══ DATA EXCERPTS ══
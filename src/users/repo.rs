use std::sync::Mutex;

use async_trait::async_trait;
use sqlx::PgPool;
use time::OffsetDateTime;
use tracing::{debug, instrument};

use super::repo_types::{NewUser, ProfilePatch, User};
use crate::error::{AppError, AppResult};

const USER_COLUMNS: &str = "id, email, password_hash, name, bio, website, twitter, github, \
                            linkedin, profile_image, created_at";

#[async_trait]
pub trait UserRepo: Send + Sync {
    async fn find_by_email(&self, email: &str) -> AppResult<Option<User>>;
    async fn find_by_id(&self, id: i64) -> AppResult<Option<User>>;
    /// Fails with `Conflict` when the email is already taken.
    async fn create(&self, new: NewUser) -> AppResult<User>;
    async fn update_profile(&self, id: i64, patch: ProfilePatch) -> AppResult<Option<User>>;
}

fn email_taken() -> AppError {
    AppError::Conflict("Email already registered".into())
}

pub struct PgUserRepo {
    db: PgPool,
}

impl PgUserRepo {
    pub fn new(db: PgPool) -> Self {
        Self { db }
    }
}

#[async_trait]
impl UserRepo for PgUserRepo {
    async fn find_by_email(&self, email: &str) -> AppResult<Option<User>> {
        let user = sqlx::query_as::<_, User>(&format!(
            "SELECT {USER_COLUMNS} FROM users WHERE email = $1"
        ))
        .bind(email)
        .fetch_optional(&self.db)
        .await?;
        Ok(user)
    }

    async fn find_by_id(&self, id: i64) -> AppResult<Option<User>> {
        let user = sqlx::query_as::<_, User>(&format!(
            "SELECT {USER_COLUMNS} FROM users WHERE id = $1"
        ))
        .bind(id)
        .fetch_optional(&self.db)
        .await?;
        Ok(user)
    }

    #[instrument(skip(self, new), fields(email = %new.email))]
    async fn create(&self, new: NewUser) -> AppResult<User> {
        let res = sqlx::query_as::<_, User>(&format!(
            r#"
            INSERT INTO users (email, name, password_hash)
            VALUES ($1, $2, $3)
            RETURNING {USER_COLUMNS}
            "#
        ))
        .bind(&new.email)
        .bind(&new.name)
        .bind(&new.password_hash)
        .fetch_one(&self.db)
        .await;

        match res {
            Ok(user) => Ok(user),
            Err(sqlx::Error::Database(e)) if e.is_unique_violation() => Err(email_taken()),
            Err(e) => Err(e.into()),
        }
    }

    async fn update_profile(&self, id: i64, patch: ProfilePatch) -> AppResult<Option<User>> {
        let user = sqlx::query_as::<_, User>(&format!(
            r#"
            UPDATE users
               SET bio = COALESCE($2, bio),
                   website = COALESCE($3, website),
                   twitter = COALESCE($4, twitter),
                   github = COALESCE($5, github),
                   linkedin = COALESCE($6, linkedin),
                   profile_image = COALESCE($7, profile_image)
             WHERE id = $1
            RETURNING {USER_COLUMNS}
            "#
        ))
        .bind(id)
        .bind(patch.bio)
        .bind(patch.website)
        .bind(patch.twitter)
        .bind(patch.github)
        .bind(patch.linkedin)
        .bind(patch.profile_image)
        .fetch_optional(&self.db)
        .await?;
        Ok(user)
    }
}

/// In-memory implementation of `UserRepo` for development and testing.
#[derive(Default)]
pub struct InMemoryUserRepo {
    users: Mutex<Vec<User>>,
}

impl InMemoryUserRepo {
    pub fn new() -> Self {
        Self::default()
    }

    pub fn user_count(&self) -> usize {
        self.users.lock().unwrap().len()
    }
}

#[async_trait]
impl UserRepo for InMemoryUserRepo {
    async fn find_by_email(&self, email: &str) -> AppResult<Option<User>> {
        let users = self.users.lock().unwrap();
        Ok(users.iter().find(|u| u.email == email).cloned())
    }

    async fn find_by_id(&self, id: i64) -> AppResult<Option<User>> {
        let users = self.users.lock().unwrap();
        Ok(users.iter().find(|u| u.id == id).cloned())
    }

    async fn create(&self, new: NewUser) -> AppResult<User> {
        let mut users = self.users.lock().unwrap();
        if users.iter().any(|u| u.email == new.email) {
            return Err(email_taken());
        }
        let user = User {
            id: users.iter().map(|u| u.id).max().unwrap_or(0) + 1,
            email: new.email,
            password_hash: new.password_hash,
            name: new.name,
            bio: None,
            website: None,
            twitter: None,
            github: None,
            linkedin: None,
            profile_image: None,
            created_at: OffsetDateTime::now_utc(),
        };
        debug!(user_id = user.id, "user stored in memory");
        users.push(user.clone());
        Ok(user)
    }

    async fn update_profile(&self, id: i64, patch: ProfilePatch) -> AppResult<Option<User>> {
        let mut users = self.users.lock().unwrap();
        let Some(user) = users.iter_mut().find(|u| u.id == id) else {
            return Ok(None);
        };
        patch.apply(user);
        Ok(Some(user.clone()))
    }
}

#[cfg(test)]
mod tests {
    use super::*;

    fn new_user(email: &str) -> NewUser {
        NewUser {
            email: email.into(),
            name: "A".into(),
            password_hash: "hash".into(),
        }
    }

    #[tokio::test]
    async fn duplicate_email_is_a_conflict_and_stores_nothing() {
        let repo = InMemoryUserRepo::new();
        repo.create(new_user("a@x.com")).await.unwrap();
        let err = repo.create(new_user("a@x.com")).await.unwrap_err();
        assert!(matches!(err, AppError::Conflict(_)));
        assert_eq!(repo.user_count(), 1);
    }

    #[tokio::test]
    async fn profile_patch_only_touches_given_fields() {
        let repo = InMemoryUserRepo::new();
        let user = repo.create(new_user("a@x.com")).await.unwrap();
        repo.update_profile(
            user.id,
            ProfilePatch {
                bio: Some("hello".into()),
                github: Some("octo".into()),
                ..Default::default()
            },
        )
        .await
        .unwrap();
        let updated = repo
            .update_profile(
                user.id,
                ProfilePatch {
                    website: Some("https://a.dev".into()),
                    ..Default::default()
                },
            )
            .await
            .unwrap()
            .unwrap();
        assert_eq!(updated.bio.as_deref(), Some("hello"));
        assert_eq!(updated.github.as_deref(), Some("octo"));
        assert_eq!(updated.website.as_deref(), Some("https://a.dev"));
        assert_eq!(updated.twitter, None);
    }

    #[tokio::test]
    async fn update_of_missing_user_is_none() {
        let repo = InMemoryUserRepo::new();
        let res = repo.update_profile(42, ProfilePatch::default()).await.unwrap();
        assert!(res.is_none());
    }
}
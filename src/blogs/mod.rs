pub mod dto;
pub mod handlers;
pub mod repo;
pub mod repo_types;

use crate::state::AppState;
use axum::Router;

pub fn router() -> Router<AppState> {
    Router::new()
        .merge(handlers::read_routes())
        .merge(handlers::write_routes())
}
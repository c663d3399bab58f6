//! Order Storage
//!
//! The fulfillment state machine persists every order transition through an
//! [`OrderStore`]. Two backends:
//! - `SledOrderStore`: durable, flushed after every write
//! - `InMemoryOrderStore`: for tests and ephemeral runs
//!
//! Both enforce the same two guarantees atomically: at most one order per
//! payment session id, and at most one successful claim (`new -> computing`)
//! per order.

pub mod lockfile;
mod memory;
mod sled_store;

pub use lockfile::ProcessLock;
pub use memory::InMemoryOrderStore;
pub use sled_store::SledOrderStore;

use crate::types::{Order, OrderId, OrderStatus};

/// Result of inserting a new order.
#[derive(Debug, Clone, Copy, PartialEq, Eq)]
pub enum InsertOutcome {
    Inserted,
    /// An order with the same session id already exists
    Duplicate(OrderId),
}

/// Trait for pluggable order persistence backends
///
/// Implementations must be thread-safe (Send + Sync) for shared access
/// across fulfillment tasks.
pub trait OrderStore: Send + Sync {
    /// Insert a new order unless its session id is already taken.
    fn insert_new(&self, order: &Order) -> Result<InsertOutcome, StoreError>;

    fn get(&self, id: OrderId) -> Result<Option<Order>, StoreError>;

    /// Overwrite an existing order. Fails with `NotFound` if it was deleted.
    fn save(&self, order: &Order) -> Result<(), StoreError>;

    /// Atomically move an order from `new` to `computing` and return it.
    fn claim(&self, id: OrderId) -> Result<Order, StoreError>;

    fn find_by_session(&self, session_id: &str) -> Result<Option<Order>, StoreError>;

    /// Orders newest first, optionally filtered by status.
    fn list(&self, status: Option<OrderStatus>, limit: usize) -> Result<Vec<Order>, StoreError>;

    /// Every stored order, in no particular order.
    fn all(&self) -> Result<Vec<Order>, StoreError>;

    /// Remove an order, returning it if it existed.
    fn delete(&self, id: OrderId) -> Result<Option<Order>, StoreError>;

    fn count(&self) -> usize;

    /// Backend name for logging
    fn backend_name(&self) -> &'static str;
}

/// Storage errors
#[derive(Debug, Clone, PartialEq, thiserror::Error)]
pub enum StoreError {
    #[error("serialization error: {0}")]
    Serialization(String),
    #[error("storage error: {0}")]
    Storage(String),
    #[error("order {0} not found")]
    NotFound(OrderId),
    #[error("order {id} already claimed (status {status})")]
    AlreadyClaimed { id: OrderId, status: OrderStatus },
}

fn newest_first(mut orders: Vec<Order>, status: Option<OrderStatus>, limit: usize) -> Vec<Order> {
    orders.retain(|o| status.map_or(true, |s| o.status == s));
    orders.sort_by(|a, b| b.created_at.cmp(&a.created_at));
    orders.truncate(limit);
    orders
}

/// Shared claim rule: only `new` orders may start computing.
fn claim_transition(order: &mut Order) -> Result<(), StoreError> {
    order.transition(OrderStatus::Computing).map_err(|_| StoreError::AlreadyClaimed {
        id: order.id,
        status: order.status,
    })
}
═══
For the lines above, output exactly those from the line containing "order persistence backends" through the line containing "#[derive(Debug, Clone, PartialEq, thiserror::Error)]", and skip the others.

/// Trait for pluggable order persistence backends
///
/// Implementations must be thread-safe (Send + Sync) for shared access
/// across fulfillment tasks.
pub trait OrderStore: Send + Sync {
    /// Insert a new order unless its session id is already taken.
    fn insert_new(&self, order: &Order) -> Result<InsertOutcome, StoreError>;

    fn get(&self, id: OrderId) -> Result<Option<Order>, StoreError>;

    /// Overwrite an existing order. Fails with `NotFound` if it was deleted.
    fn save(&self, order: &Order) -> Result<(), StoreError>;

    /// Atomically move an order from `new` to `computing` and return it.
    fn claim(&self, id: OrderId) -> Result<Order, StoreError>;

    fn find_by_session(&self, session_id: &str) -> Result<Option<Order>, StoreError>;

    /// Orders newest first, optionally filtered by status.
    fn list(&self, status: Option<OrderStatus>, limit: usize) -> Result<Vec<Order>, StoreError>;

    /// Every stored order, in no particular order.
    fn all(&self) -> Result<Vec<Order>, StoreError>;

    /// Remove an order, returning it if it existed.
    fn delete(&self, id: OrderId) -> Result<Option<Order>, StoreError>;

    fn count(&self) -> usize;

    /// Backend name for logging
    fn backend_name(&self) -> &'static str;
}

/// Storage errors
#[derive(Debug, Clone, PartialEq, thiserror::Error)]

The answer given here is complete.